What this task involves> With every line kept intact, print the entries that appear below.

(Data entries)
####################
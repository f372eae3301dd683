//! Performance counters kept in memory until a sink saves them

use crate::error::ServiceError;
use async_trait::async_trait;
use chrono::{DateTime, Utc};
use parking_lot::Mutex;
use std::collections::HashMap;
use std::sync::atomic::{AtomicBool, Ordering};
use std::sync::Arc;
use std::time::Instant;

/// Semantic kind of a counter
#[derive(Debug, Clone, Copy, PartialEq, Eq)]
pub enum CounterType {
    /// Elapsed-time samples in milliseconds
    Interval,
    LastValue,
    /// Arbitrary value samples
    Statistics,
    Timestamp,
    Increment,
}

/// A single named counter
#[derive(Debug, Clone, PartialEq)]
pub struct Counter {
    pub name: String,
    pub counter_type: CounterType,
    pub last: Option<f64>,
    pub count: Option<i64>,
    pub min: Option<f64>,
    pub max: Option<f64>,
    pub average: Option<f64>,
    pub time: Option<DateTime<Utc>>,
}

impl Counter {
    pub fn new(name: impl Into<String>, counter_type: CounterType) -> Self {
        Self {
            name: name.into(),
            counter_type,
            last: None,
            count: None,
            min: None,
            max: None,
            average: None,
            time: None,
        }
    }

    fn record_sample(&mut self, value: f64) {
        let count = self.count.unwrap_or(0) + 1;
        #[allow(clippy::cast_precision_loss)]
        let n = count as f64;

        self.last = Some(value);
        self.min = Some(self.min.map_or(value, |m| m.min(value)));
        self.max = Some(self.max.map_or(value, |m| m.max(value)));
        self.average = Some((self.average.unwrap_or(0.0) * (n - 1.0) + value) / n);
        self.count = Some(count);
    }
}

/// Persists counter snapshots
#[async_trait]
pub trait CounterSink: Send + Sync {
    async fn save(&self, counters: Vec<Counter>) -> Result<(), ServiceError>;
}

/// Thread-safe counter cache; clones share the same counters
#[derive(Clone, Default)]
pub struct CachedCounters {
    counters: Arc<Mutex<HashMap<String, Counter>>>,
    updated: Arc<AtomicBool>,
}

impl CachedCounters {
    pub fn new() -> Self {
        Self::default()
    }

    fn update(&self, name: &str, counter_type: CounterType, apply: impl FnOnce(&mut Counter)) {
        let mut counters = self.counters.lock();
        let counter = counters
            .entry(name.to_string())
            .or_insert_with(|| Counter::new(name, counter_type));
        if counter.counter_type != counter_type {
            *counter = Counter::new(name, counter_type);
        }
        apply(counter);
        counter.time = Some(Utc::now());
        self.updated.store(true, Ordering::SeqCst);
    }

    pub fn increment(&self, name: &str, value: i64) {
        self.update(name, CounterType::Increment, |c| {
            c.count = Some(c.count.unwrap_or(0) + value);
        });
    }

    pub fn increment_one(&self, name: &str) {
        self.increment(name, 1);
    }

    pub fn stats(&self, name: &str, value: f64) {
        self.update(name, CounterType::Statistics, |c| c.record_sample(value));
    }

    pub fn last(&self, name: &str, value: f64) {
        self.update(name, CounterType::LastValue, |c| c.last = Some(value));
    }

    pub fn timestamp(&self, name: &str, value: DateTime<Utc>) {
        self.update(name, CounterType::Timestamp, |_| {});
        if let Some(counter) = self.counters.lock().get_mut(name) {
            counter.time = Some(value);
        }
    }

    pub fn timestamp_now(&self, name: &str) {
        self.timestamp(name, Utc::now());
    }

    fn record_interval(&self, name: &str, elapsed_ms: f64) {
        self.update(name, CounterType::Interval, |c| c.record_sample(elapsed_ms));
    }

    /// Start timing; the elapsed time is recorded by [`CounterTiming::end_timing`]
    pub fn begin_timing(&self, name: &str) -> CounterTiming {
        CounterTiming {
            counters: self.clone(),
            name: name.to_string(),
            start: Instant::now(),
        }
    }

    pub fn get(&self, name: &str) -> Option<Counter> {
        self.counters.lock().get(name).cloned()
    }

    /// Snapshot sorted by name
    pub fn get_all(&self) -> Vec<Counter> {
        let mut all: Vec<Counter> = self.counters.lock().values().cloned().collect();
        all.sort_by(|a, b| a.name.cmp(&b.name));
        all
    }

    pub fn clear(&self, name: &str) {
        self.counters.lock().remove(name);
    }

    pub fn clear_all(&self) {
        self.counters.lock().clear();
        self.updated.store(false, Ordering::SeqCst);
    }

    pub fn is_updated(&self) -> bool {
        self.updated.load(Ordering::SeqCst)
    }

    /// Save a snapshot when anything changed since the last dump
    ///
    /// A failed save leaves the cache marked as updated for the next dump.
    pub async fn dump(&self, sink: &dyn CounterSink) -> Result<(), ServiceError> {
        if !self.updated.swap(false, Ordering::SeqCst) {
            return Ok(());
        }
        let result = sink.save(self.get_all()).await;
        if result.is_err() {
            self.updated.store(true, Ordering::SeqCst);
        }
        result
    }
}

/// Running timer for an interval counter
pub struct CounterTiming {
    counters: CachedCounters,
    name: String,
    start: Instant,
}

impl CounterTiming {
    pub fn end_timing(self) {
        let elapsed = self.start.elapsed().as_secs_f64() * 1000.0;
        self.counters.record_interval(&self.name, elapsed);
    }
}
####################
Answer space>
repository f372eae3301dd683
//! Performance counters kept in memory until a sink saves them

use crate::error::ServiceError;
use async_trait::async_trait;
use chrono::{DateTime, Utc};
use parking_lot::Mutex;
use std::collections::HashMap;
use std::sync::atomic::{AtomicBool, Ordering};
use std::sync::Arc;
use std::time::Instant;

/// Semantic kind of a counter
#[derive(Debug, Clone, Copy, PartialEq, Eq)]
pub enum CounterType {
    /// Elapsed-time samples in milliseconds
    Interval,
    LastValue,
    /// Arbitrary value samples
    Statistics,
    Timestamp,
    Increment,
}

/// A single named counter
#[derive(Debug, Clone, PartialEq)]
pub struct Counter {
    pub name: String,
    pub counter_type: CounterType,
    pub last: Option<f64>,
    pub count: Option<i64>,
    pub min: Option<f64>,
    pub max: Option<f64>,
    pub average: Option<f64>,
    pub time: Option<DateTime<Utc>>,
}

impl Counter {
    pub fn new(name: impl Into<String>, counter_type: CounterType) -> Self {
        Self {
            name: name.into(),
            counter_type,
            last: None,
            count: None,
            min: None,
            max: None,
            average: None,
            time: None,
        }
    }

    fn record_sample(&mut self, value: f64) {
        let count = self.count.unwrap_or(0) + 1;
        #[allow(clippy::cast_precision_loss)]
        let n = count as f64;

        self.last = Some(value);
        self.min = Some(self.min.map_or(value, |m| m.min(value)));
        self.max = Some(self.max.map_or(value, |m| m.max(value)));
        self.average = Some((self.average.unwrap_or(0.0) * (n - 1.0) + value) / n);
        self.count = Some(count);
    }
}

/// Persists counter snapshots
#[async_trait]
pub trait CounterSink: Send + Sync {
    async fn save(&self, counters: Vec<Counter>) -> Result<(), ServiceError>;
}

/// Thread-safe counter cache; clones share the same counters
#[derive(Clone, Default)]
pub struct CachedCounters {
    counters: Arc<Mutex<HashMap<String, Counter>>>,
    updated: Arc<AtomicBool>,
}

impl CachedCounters {
    pub fn new() -> Self {
        Self::default()
    }

    fn update(&self, name: &str, counter_type: CounterType, apply: impl FnOnce(&mut Counter)) {
        let mut counters = self.counters.lock();
        let counter = counters
            .entry(name.to_string())
            .or_insert_with(|| Counter::new(name, counter_type));
        if counter.counter_type != counter_type {
            *counter = Counter::new(name, counter_type);
        }
        apply(counter);
        counter.time = Some(Utc::now());
        self.updated.store(true, Ordering::SeqCst);
    }

    pub fn increment(&self, name: &str, value: i64) {
        self.update(name, CounterType::Increment, |c| {
            c.count = Some(c.count.unwrap_or(0) + value);
        });
    }

    pub fn increment_one(&self, name: &str) {
        self.increment(name, 1);
    }

    pub fn stats(&self, name: &str, value: f64) {
        self.update(name, CounterType::Statistics, |c| c.record_sample(value));
    }

    pub fn last(&self, name: &str, value: f64) {
        self.update(name, CounterType::LastValue, |c| c.last = Some(value));
    }

    pub fn timestamp(&self, name: &str, value: DateTime<Utc>) {
        self.update(name, CounterType::Timestamp, |_| {});
        if let Some(counter) = self.counters.lock().get_mut(name) {
            counter.time = Some(value);
        }
    }

    pub fn timestamp_now(&self, name: &str) {
        self.timestamp(name, Utc::now());
    }

    fn record_interval(&self, name: &str, elapsed_ms: f64) {
        self.update(name, CounterType::Interval, |c| c.record_sample(elapsed_ms));
    }

    /// Start timing; the elapsed time is recorded by [`CounterTiming::end_timing`]
    pub fn begin_timing(&self, name: &str) -> CounterTiming {
        CounterTiming {
            counters: self.clone(),
            name: name.to_string(),
            start: Instant::now(),
        }
    }

    pub fn get(&self, name: &str) -> Option<Counter> {
        self.counters.lock().get(name).cloned()
    }

    /// Snapshot sorted by name
    pub fn get_all(&self) -> Vec<Counter> {
        let mut all: Vec<Counter> = self.counters.lock().values().cloned().collect();
        all.sort_by(|a, b| a.name.cmp(&b.name));
        all
    }

    pub fn clear(&self, name: &str) {
        self.counters.lock().remove(name);
    }

    pub fn clear_all(&self) {
        self.counters.lock().clear();
        self.updated.store(false, Ordering::SeqCst);
    }

    pub fn is_updated(&self) -> bool {
        self.updated.load(Ordering::SeqCst)
    }

    /// Save a snapshot when anything changed since the last dump
    ///
    /// A failed save leaves the cache marked as updated for the next dump.
    pub async fn dump(&self, sink: &dyn CounterSink) -> Result<(), ServiceError> {
        if !self.updated.swap(false, Ordering::SeqCst) {
            return Ok(());
        }
        let result = sink.save(self.get_all()).await;
        if result.is_err() {
            self.updated.store(true, Ordering::SeqCst);
        }
        result
    }
}

/// Running timer for an interval counter
pub struct CounterTiming {
    counters: CachedCounters,
    name: String,
    start: Instant,
}

impl CounterTiming {
    pub fn end_timing(self) {
        let elapsed = self.start.elapsed().as_secs_f64() * 1000.0;
        self.counters.record_interval(&self.name, elapsed);
    }
}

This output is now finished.